What you should do
Each entry below is to be copied verbatim.

--- Records for this task ---

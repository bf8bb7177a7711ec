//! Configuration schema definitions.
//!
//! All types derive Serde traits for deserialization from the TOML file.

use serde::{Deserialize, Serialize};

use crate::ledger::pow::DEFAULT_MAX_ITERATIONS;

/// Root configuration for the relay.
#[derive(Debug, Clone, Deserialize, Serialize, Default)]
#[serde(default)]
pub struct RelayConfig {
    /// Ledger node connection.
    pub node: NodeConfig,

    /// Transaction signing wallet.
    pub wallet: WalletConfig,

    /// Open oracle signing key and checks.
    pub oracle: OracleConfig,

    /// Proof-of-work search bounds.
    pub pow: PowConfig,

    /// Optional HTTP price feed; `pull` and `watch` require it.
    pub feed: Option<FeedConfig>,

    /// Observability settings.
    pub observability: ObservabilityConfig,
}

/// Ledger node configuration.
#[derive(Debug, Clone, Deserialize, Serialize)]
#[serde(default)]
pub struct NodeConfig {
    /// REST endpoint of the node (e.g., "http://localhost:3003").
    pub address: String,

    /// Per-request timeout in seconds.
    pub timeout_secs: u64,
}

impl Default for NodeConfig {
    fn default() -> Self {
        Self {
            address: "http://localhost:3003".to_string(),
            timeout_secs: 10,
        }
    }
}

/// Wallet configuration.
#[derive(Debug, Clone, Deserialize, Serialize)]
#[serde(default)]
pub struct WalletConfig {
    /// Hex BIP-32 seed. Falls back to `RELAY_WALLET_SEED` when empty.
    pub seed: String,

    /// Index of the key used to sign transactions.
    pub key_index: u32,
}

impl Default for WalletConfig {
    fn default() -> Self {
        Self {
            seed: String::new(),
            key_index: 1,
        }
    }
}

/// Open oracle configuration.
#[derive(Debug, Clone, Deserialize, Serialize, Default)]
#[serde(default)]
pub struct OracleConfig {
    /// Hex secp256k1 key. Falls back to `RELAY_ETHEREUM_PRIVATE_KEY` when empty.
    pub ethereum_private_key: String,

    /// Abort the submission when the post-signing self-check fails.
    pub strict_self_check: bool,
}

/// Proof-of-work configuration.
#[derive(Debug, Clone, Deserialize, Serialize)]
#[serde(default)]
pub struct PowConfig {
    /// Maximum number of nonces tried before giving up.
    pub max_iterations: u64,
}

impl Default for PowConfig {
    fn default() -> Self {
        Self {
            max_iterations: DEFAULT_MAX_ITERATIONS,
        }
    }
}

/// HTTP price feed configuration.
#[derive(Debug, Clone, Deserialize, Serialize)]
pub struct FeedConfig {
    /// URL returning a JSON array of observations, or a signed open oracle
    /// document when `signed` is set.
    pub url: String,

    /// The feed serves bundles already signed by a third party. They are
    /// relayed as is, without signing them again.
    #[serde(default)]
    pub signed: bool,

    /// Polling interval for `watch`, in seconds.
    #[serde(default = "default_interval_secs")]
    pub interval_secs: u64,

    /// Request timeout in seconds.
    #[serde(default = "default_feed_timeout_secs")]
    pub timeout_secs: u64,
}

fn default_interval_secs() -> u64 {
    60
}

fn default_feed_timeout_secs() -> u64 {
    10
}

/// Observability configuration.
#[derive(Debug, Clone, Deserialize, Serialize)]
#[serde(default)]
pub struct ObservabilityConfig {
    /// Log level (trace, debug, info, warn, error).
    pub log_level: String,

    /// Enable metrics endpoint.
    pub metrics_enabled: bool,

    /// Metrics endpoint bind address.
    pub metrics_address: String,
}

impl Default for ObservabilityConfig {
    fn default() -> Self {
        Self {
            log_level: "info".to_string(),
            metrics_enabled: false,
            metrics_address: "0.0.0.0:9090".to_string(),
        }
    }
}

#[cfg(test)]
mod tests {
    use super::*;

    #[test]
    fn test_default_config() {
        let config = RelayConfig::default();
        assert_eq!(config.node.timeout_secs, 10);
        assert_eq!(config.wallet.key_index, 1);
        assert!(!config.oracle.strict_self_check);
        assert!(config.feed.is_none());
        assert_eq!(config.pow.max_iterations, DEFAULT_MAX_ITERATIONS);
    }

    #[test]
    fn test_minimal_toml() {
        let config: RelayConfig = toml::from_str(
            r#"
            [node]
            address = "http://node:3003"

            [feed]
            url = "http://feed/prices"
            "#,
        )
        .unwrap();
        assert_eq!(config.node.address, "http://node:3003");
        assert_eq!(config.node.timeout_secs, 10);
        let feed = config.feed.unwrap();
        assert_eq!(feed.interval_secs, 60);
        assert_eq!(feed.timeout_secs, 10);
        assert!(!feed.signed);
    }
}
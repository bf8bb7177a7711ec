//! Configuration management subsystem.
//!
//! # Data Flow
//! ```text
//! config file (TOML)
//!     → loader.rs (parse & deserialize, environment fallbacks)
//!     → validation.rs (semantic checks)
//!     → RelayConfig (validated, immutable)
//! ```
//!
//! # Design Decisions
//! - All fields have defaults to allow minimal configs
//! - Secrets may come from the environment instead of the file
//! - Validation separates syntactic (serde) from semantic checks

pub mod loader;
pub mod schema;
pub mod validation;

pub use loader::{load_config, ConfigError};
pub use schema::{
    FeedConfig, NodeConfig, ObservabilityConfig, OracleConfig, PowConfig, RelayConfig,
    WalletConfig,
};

---

Solution to the problem
repository bf8bb7177a7711ec
//! Configuration schema definitions.
//!
//! All types derive Serde traits for deserialization from the TOML file.

use serde::{Deserialize, Serialize};

use crate::ledger::pow::DEFAULT_MAX_ITERATIONS;

/// Root configuration for the relay.
#[derive(Debug, Clone, Deserialize, Serialize, Default)]
#[serde(default)]
pub struct RelayConfig {
    /// Ledger node connection.
    pub node: NodeConfig,

    /// Transaction signing wallet.
    pub wallet: WalletConfig,

    /// Open oracle signing key and checks.
    pub oracle: OracleConfig,

    /// Proof-of-work search bounds.
    pub pow: PowConfig,

    /// Optional HTTP price feed; `pull` and `watch` require it.
    pub feed: Option<FeedConfig>,

    /// Observability settings.
    pub observability: ObservabilityConfig,
}

/// Ledger node configuration.
#[derive(Debug, Clone, Deserialize, Serialize)]
#[serde(default)]
pub struct NodeConfig {
    /// REST endpoint of the node (e.g., "http://localhost:3003").
    pub address: String,

    /// Per-request timeout in seconds.
    pub timeout_secs: u64,
}

impl Default for NodeConfig {
    fn default() -> Self {
        Self {
            address: "http://localhost:3003".to_string(),
            timeout_secs: 10,
        }
    }
}

/// Wallet configuration.
#[derive(Debug, Clone, Deserialize, Serialize)]
#[serde(default)]
pub struct WalletConfig {
    /// Hex BIP-32 seed. Falls back to `RELAY_WALLET_SEED` when empty.
    pub seed: String,

    /// Index of the key used to sign transactions.
    pub key_index: u32,
}

impl Default for WalletConfig {
    fn default() -> Self {
        Self {
            seed: String::new(),
            key_index: 1,
        }
    }
}

/// Open oracle configuration.
#[derive(Debug, Clone, Deserialize, Serialize, Default)]
#[serde(default)]
pub struct OracleConfig {
    /// Hex secp256k1 key. Falls back to `RELAY_ETHEREUM_PRIVATE_KEY` when empty.
    pub ethereum_private_key: String,

    /// Abort the submission when the post-signing self-check fails.
    pub strict_self_check: bool,
}

/// Proof-of-work configuration.
#[derive(Debug, Clone, Deserialize, Serialize)]
#[serde(default)]
pub struct PowConfig {
    /// Maximum number of nonces tried before giving up.
    pub max_iterations: u64,
}

impl Default for PowConfig {
    fn default() -> Self {
        Self {
            max_iterations: DEFAULT_MAX_ITERATIONS,
        }
    }
}

/// HTTP price feed configuration.
#[derive(Debug, Clone, Deserialize, Serialize)]
pub struct FeedConfig {
    /// URL returning a JSON array of observations, or a signed open oracle
    /// document when `signed` is set.
    pub url: String,

    /// The feed serves bundles already signed by a third party. They are
    /// relayed as is, without signing them again.
    #[serde(default)]
    pub signed: bool,

    /// Polling interval for `watch`, in seconds.
    #[serde(default = "default_interval_secs")]
    pub interval_secs: u64,

    /// Request timeout in seconds.
    #[serde(default = "default_feed_timeout_secs")]
    pub timeout_secs: u64,
}

fn default_interval_secs() -> u64 {
    60
}

fn default_feed_timeout_secs() -> u64 {
    10
}

/// Observability configuration.
#[derive(Debug, Clone, Deserialize, Serialize)]
#[serde(default)]
pub struct ObservabilityConfig {
    /// Log level (trace, debug, info, warn, error).
    pub log_level: String,

    /// Enable metrics endpoint.
    pub metrics_enabled: bool,

    /// Metrics endpoint bind address.
    pub metrics_address: String,
}

impl Default for ObservabilityConfig {
    fn default() -> Self {
        Self {
            log_level: "info".to_string(),
            metrics_enabled: false,
            metrics_address: "0.0.0.0:9090".to_string(),
        }
    }
}

#[cfg(test)]
mod tests {
    use super::*;

    #[test]
    fn test_default_config() {
        let config = RelayConfig::default();
        assert_eq!(config.node.timeout_secs, 10);
        assert_eq!(config.wallet.key_index, 1);
        assert!(!config.oracle.strict_self_check);
        assert!(config.feed.is_none());
        assert_eq!(config.pow.max_iterations, DEFAULT_MAX_ITERATIONS);
    }

    #[test]
    fn test_minimal_toml() {
        let config: RelayConfig = toml::from_str(
            r#"
            [node]
            address = "http://node:3003"

            [feed]
            url = "http://feed/prices"
            "#,
        )
        .unwrap();
        assert_eq!(config.node.address, "http://node:3003");
        assert_eq!(config.node.timeout_secs, 10);
        let feed = config.feed.unwrap();
        assert_eq!(feed.interval_secs, 60);
        assert_eq!(feed.timeout_secs, 10);
        assert!(!feed.signed);
    }
}
repository bf8bb7177a7711ec
//! Configuration management subsystem.
//!
//! # Data Flow
//! ```text
//! config file (TOML)
//!     → loader.rs (parse & deserialize, environment fallbacks)
//!     → validation.rs (semantic checks)
//!     → RelayConfig (validated, immutable)
//! ```
//!
//! # Design Decisions
//! - All fields have defaults to allow minimal configs
//! - Secrets may come from the environment instead of the file
//! - Validation separates syntactic (serde) from semantic checks

pub mod loader;
pub mod schema;
pub mod validation;

pub use loader::{load_config, ConfigError};
pub use schema::{
    FeedConfig, NodeConfig, ObservabilityConfig, OracleConfig, PowConfig, RelayConfig,
    WalletConfig,
};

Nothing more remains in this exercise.